There's an old alt.coffee exercise of using three cups for a shot, putting the first few seconds in the first, the next few in the second, and the final part in the third. Unsurprisingly, the third section tastes weak, and slightly bitter. It's the first two sections that are puzzling: the first section tastes very intense, both bitter and sour; while the second section tastes sweet and creamy.

I always thought that the first section's taste was marked by overextracted fines. But the Illy chapter says the fines migrate down toward the bottom of the puck, and are necessary to control the rate of flow. Now, if you have a column of ground coffee, and send water through, the coffee will brew from the top down, since the water will extract all the top coffee, get saturated, and be unable to pick up solubles further down.

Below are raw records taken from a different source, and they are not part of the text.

use dbx_types::Address;

/// BLAKE3 keyed by a domain tag.
///
/// Blobs, trees, name keys and ledger records each hash under their own tag,
/// so a file whose bytes happen to equal a directory listing still gets a
/// different address.
#[derive(Clone, Copy, Debug)]
pub struct ContentHasher {
    domain: &'static str,
}

impl ContentHasher {
    /// File contents.
    pub const BLOB: Self = Self::new("dbx-blob-v1");
    /// Encoded directory listings.
    pub const TREE: Self = Self::new("dbx-tree-v1");
    /// Ledger name keys.
    pub const NAME: Self = Self::new("dbx-name-v1");

    pub const fn new(domain: &'static str) -> Self {
        Self { domain }
    }

    /// Address of `data` under this domain.
    pub fn hash(&self, data: &[u8]) -> Address {
        Address::from_hash(self.digest(&[data]))
    }

    /// Raw digest over `parts` fed in order.
    ///
    /// Each part is length-prefixed, so `["ab", "c"]` and `["a", "bc"]`
    /// produce different digests.
    pub fn digest(&self, parts: &[&[u8]]) -> [u8; 32] {
        let mut hasher = blake3::Hasher::new();
        hasher.update(self.domain.as_bytes());
        hasher.update(b":");
        if let [single] = parts {
            hasher.update(single);
        } else {
            for part in parts {
                hasher.update(&(part.len() as u64).to_be_bytes());
                hasher.update(part);
            }
        }
        *hasher.finalize().as_bytes()
    }
}
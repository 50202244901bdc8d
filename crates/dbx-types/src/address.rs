use std::fmt;
use std::str::FromStr;

use serde::{Deserialize, Deserializer, Serialize, Serializer};

use crate::error::TypeError;

/// Content address of a stored blob or tree.
///
/// An `Address` is the BLAKE3 hash of an object's kind-tagged content.
/// Byte-identical content always produces the same `Address`, and a tree's
/// address is a function of its children's addresses. On the wire an address
/// is 64 lowercase hex characters.
#[derive(Clone, Copy, PartialEq, Eq, Hash, PartialOrd, Ord)]
pub struct Address([u8; 32]);

impl Address {
    /// Compute an undomained `Address` from raw bytes.
    pub fn from_bytes(data: &[u8]) -> Self {
        Self(*blake3::hash(data).as_bytes())
    }

    /// Create an `Address` from a pre-computed hash.
    pub fn from_hash(hash: [u8; 32]) -> Self {
        Self(hash)
    }

    /// The null address (all zeros). Never produced by hashing.
    pub const fn null() -> Self {
        Self([0u8; 32])
    }

    pub fn is_null(&self) -> bool {
        self.0 == [0u8; 32]
    }

    /// The raw 32-byte hash.
    pub fn as_bytes(&self) -> &[u8; 32] {
        &self.0
    }

    /// Hex-encoded string representation.
    pub fn to_hex(&self) -> String {
        hex::encode(self.0)
    }

    /// Short hex representation (first 8 characters).
    pub fn short_hex(&self) -> String {
        hex::encode(&self.0[..4])
    }

    /// Parse from a hex string.
    pub fn from_hex(s: &str) -> Result<Self, TypeError> {
        let bytes = hex::decode(s.trim()).map_err(|e| TypeError::InvalidHex(e.to_string()))?;
        if bytes.len() != 32 {
            return Err(TypeError::InvalidLength {
                expected: 32,
                actual: bytes.len(),
            });
        }
        let mut arr = [0u8; 32];
        arr.copy_from_slice(&bytes);
        Ok(Self(arr))
    }
}

impl fmt::Debug for Address {
    fn fmt(&self, f: &mut fmt::Formatter<'_>) -> fmt::Result {
        write!(f, "Address({})", self.short_hex())
    }
}

impl fmt::Display for Address {
    fn fmt(&self, f: &mut fmt::Formatter<'_>) -> fmt::Result {
        write!(f, "{}", self.to_hex())
    }
}

impl FromStr for Address {
    type Err = TypeError;

    fn from_str(s: &str) -> Result<Self, Self::Err> {
        Self::from_hex(s)
    }
}

impl From<[u8; 32]> for Address {
    fn from(bytes: [u8; 32]) -> Self {
        Self(bytes)
    }
}

impl From<Address> for [u8; 32] {
    fn from(address: Address) -> Self {
        address.0
    }
}

impl Serialize for Address {
    fn serialize<S: Serializer>(&self, serializer: S) -> Result<S::Ok, S::Error> {
        serializer.serialize_str(&self.to_hex())
    }
}

impl<'de> Deserialize<'de> for Address {
    fn deserialize<D: Deserializer<'de>>(deserializer: D) -> Result<Self, D::Error> {
        let s = String::deserialize(deserializer)?;
        Self::from_hex(&s).map_err(serde::de::Error::custom)
    }
}
use std::io::ErrorKind;
use std::path::Path;
use std::sync::Arc;

use dbx_naming::NameService;
use dbx_store::ContentStore;
use dbx_types::{Address, ModifiedTime};

use crate::error::{SyncError, SyncResult};
use crate::types::ConcurrencyMode;

/// The reconciliation engine.
///
/// Holds no per-batch state: every call owns its own result map and
/// worklist, so one engine may be shared freely. Batches touching the same
/// paths must not run concurrently.
#[derive(Clone)]
pub struct SyncEngine {
    pub(crate) store: Arc<dyn ContentStore>,
    pub(crate) names: Arc<dyn NameService>,
    pub(crate) mode: ConcurrencyMode,
}

impl SyncEngine {
    pub fn new(store: Arc<dyn ContentStore>, names: Arc<dyn NameService>) -> Self {
        Self {
            store,
            names,
            mode: ConcurrencyMode::default(),
        }
    }

    pub fn with_mode(mut self, mode: ConcurrencyMode) -> Self {
        self.mode = mode;
        self
    }

    pub fn store(&self) -> &Arc<dyn ContentStore> {
        &self.store
    }

    pub fn names(&self) -> &Arc<dyn NameService> {
        &self.names
    }

    pub fn mode(&self) -> ConcurrencyMode {
        self.mode
    }

    pub(crate) async fn is_directory(&self, address: &Address) -> SyncResult<bool> {
        self.store
            .is_directory(address)
            .await
            .map_err(SyncError::store("is_directory", address))
    }
}

impl std::fmt::Debug for SyncEngine {
    fn fmt(&self, f: &mut std::fmt::Formatter<'_>) -> std::fmt::Result {
        f.debug_struct("SyncEngine")
            .field("mode", &self.mode)
            .finish_non_exhaustive()
    }
}

/// What the local filesystem holds at a path.
#[derive(Clone, Copy, Debug, PartialEq, Eq)]
pub(crate) enum LocalState {
    Missing,
    File { modified: ModifiedTime },
    Directory { modified: ModifiedTime },
}

pub(crate) async fn local_state(path: &Path) -> SyncResult<LocalState> {
    match tokio::fs::metadata(path).await {
        Ok(metadata) => {
            let modified =
                ModifiedTime::from_system_time(metadata.modified().map_err(SyncError::io(path))?);
            if metadata.is_dir() {
                Ok(LocalState::Directory { modified })
            } else {
                Ok(LocalState::File { modified })
            }
        }
        Err(e) if e.kind() == ErrorKind::NotFound => Ok(LocalState::Missing),
        Err(e) => Err(SyncError::io(path)(e)),
    }
}
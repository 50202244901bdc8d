use std::path::{Component, Path, PathBuf};

use dbx_types::Address;
use futures::future::{BoxFuture, FutureExt};

use crate::engine::SyncEngine;
use crate::error::{CollaboratorError, SyncError, SyncResult};

impl SyncEngine {
    /// Write the object at `address` to `path`: a blob becomes a file, a
    /// tree is recreated recursively. Parent directories are created.
    pub async fn materialize(&self, address: &Address, path: &Path) -> SyncResult<()> {
        self.materialize_node(*address, path.to_path_buf()).await
    }

    fn materialize_node(&self, address: Address, path: PathBuf) -> BoxFuture<'_, SyncResult<()>> {
        async move {
            if self.is_directory(&address).await? {
                tokio::fs::create_dir_all(&path)
                    .await
                    .map_err(SyncError::io(&path))?;
                let children = self
                    .store
                    .list(&address)
                    .await
                    .map_err(SyncError::store("list", address))?;
                for child in children {
                    let target = path.join(checked_component(&child.name, &address)?);
                    self.materialize_node(child.address, target).await?;
                }
                return Ok(());
            }

            let bytes = self
                .store
                .cat(&address)
                .await
                .map_err(SyncError::store("cat", address))?;
            if let Some(parent) = path.parent().filter(|p| !p.as_os_str().is_empty()) {
                tokio::fs::create_dir_all(parent)
                    .await
                    .map_err(SyncError::io(parent))?;
            }
            if tokio::fs::metadata(&path).await.is_ok_and(|m| m.is_dir()) {
                tokio::fs::remove_dir_all(&path)
                    .await
                    .map_err(SyncError::io(&path))?;
            }
            tokio::fs::write(&path, &bytes)
                .await
                .map_err(SyncError::io(&path))?;
            tracing::debug!(path = %path.display(), %address, bytes = bytes.len(), "materialized");
            Ok(())
        }
        .boxed()
    }
}

/// A listed child name must be one plain path component.
pub(crate) fn checked_component<'a>(name: &'a str, parent: &Address) -> SyncResult<&'a str> {
    let mut components = Path::new(name).components();
    match (components.next(), components.next()) {
        (Some(Component::Normal(_)), None) => Ok(name),
        _ => Err(SyncError::Collaborator {
            operation: "list",
            subject: parent.to_string(),
            source: CollaboratorError::Rejected(format!("unsafe child name {name:?}")),
        }),
    }
}
use std::path::PathBuf;

use clap::{Args, Parser, Subcommand};
use dbx_types::Address;

#[derive(Parser)]
#[command(
    name = "dbx",
    about = "Driftbox: reconcile local files with a content-addressed store",
    version
)]
pub struct Cli {
    #[command(subcommand)]
    pub command: Command,

    /// Agent configuration file (TOML)
    #[arg(long, global = true)]
    pub config: Option<PathBuf>,

    #[arg(short, long, global = true)]
    pub verbose: bool,

    #[arg(long, global = true, default_value = "text")]
    pub format: OutputFormat,
}

#[derive(Clone, Copy, Debug, PartialEq, Eq, clap::ValueEnum)]
pub enum OutputFormat {
    Text,
    Json,
}

#[derive(Subcommand)]
pub enum Command {
    /// Add a file or directory to the store
    Upload(UploadArgs),
    /// Reconcile a batch of file descriptors (JSON array)
    Sync(SyncArgs),
    /// Unpin an address, optionally deleting the local copy
    Remove(RemoveArgs),
    /// Write stored content to a local path
    Get(GetArgs),
    /// Bind this account's published name to an address
    Publish(PublishArgs),
    /// Resolve a published name
    Resolve(ResolveArgs),
    /// Anchor a name to an address in the ledger
    Anchor(AnchorArgs),
    /// Show the address a name is anchored to
    Lookup(LookupArgs),
    /// Verify the anchor ledger
    Verify(VerifyArgs),
    /// Connect to a control process and serve its requests
    Connect(ConnectArgs),
}

#[derive(Args)]
pub struct UploadArgs {
    pub path: PathBuf,
    #[arg(short, long)]
    pub recursive: bool,
    #[arg(long)]
    pub publish: bool,
    /// Name to anchor under (implies --publish)
    #[arg(long)]
    pub name: Option<String>,
}

#[derive(Args)]
pub struct SyncArgs {
    /// Descriptor file; reads stdin when absent or `-`
    pub input: Option<PathBuf>,
    #[arg(long)]
    pub serial: bool,
    #[arg(long, conflicts_with = "serial")]
    pub limit: Option<usize>,
}

#[derive(Args)]
pub struct RemoveArgs {
    pub path: PathBuf,
    pub address: Address,
    #[arg(long)]
    pub local: bool,
}

#[derive(Args)]
pub struct GetArgs {
    pub address: Address,
    pub path: PathBuf,
}

#[derive(Args)]
pub struct PublishArgs {
    pub address: Address,
}

#[derive(Args)]
pub struct ResolveArgs {
    pub name: String,
}

#[derive(Args)]
pub struct AnchorArgs {
    pub name: String,
    pub address: Address,
}

#[derive(Args)]
pub struct LookupArgs {
    pub name: String,
}

#[derive(Args)]
pub struct VerifyArgs {}

#[derive(Args)]
pub struct ConnectArgs {
    /// Overrides `control_addr` from the configuration
    #[arg(long)]
    pub addr: Option<String>,
    /// Keep the connection open after a failed batch
    #[arg(long)]
    pub no_teardown: bool,
}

Bottom line: the fines brew faster, but are further down the puck; so when do they brew, into the first or second third of the shot? Turns out, it's in the second, sweet third of the shot, and that they may have been getting a bad rap.
The graph below represents flow data rates for a proper extraction (according to the Illys in their Book of Coffee) -- with flow data taken at 5, 10, 15, 20, 25, and 30 seconds into the shot. Seconds 0-4 are not on the graph. They have a bar chart but I have recast the data in the manner shown and have highlighted the middle time-slice of the shot (seconds 11-20). The old alt.coffee exercise, in which the espresso drawn during the second of the three time-slices tastes "sweet and creamy," happens to correspond with the greatest flow rates. One presumes that the increased flow during this stage produces an optimal extraction, which, at least in part, explains the more balanced taste of the middle time-slice portion.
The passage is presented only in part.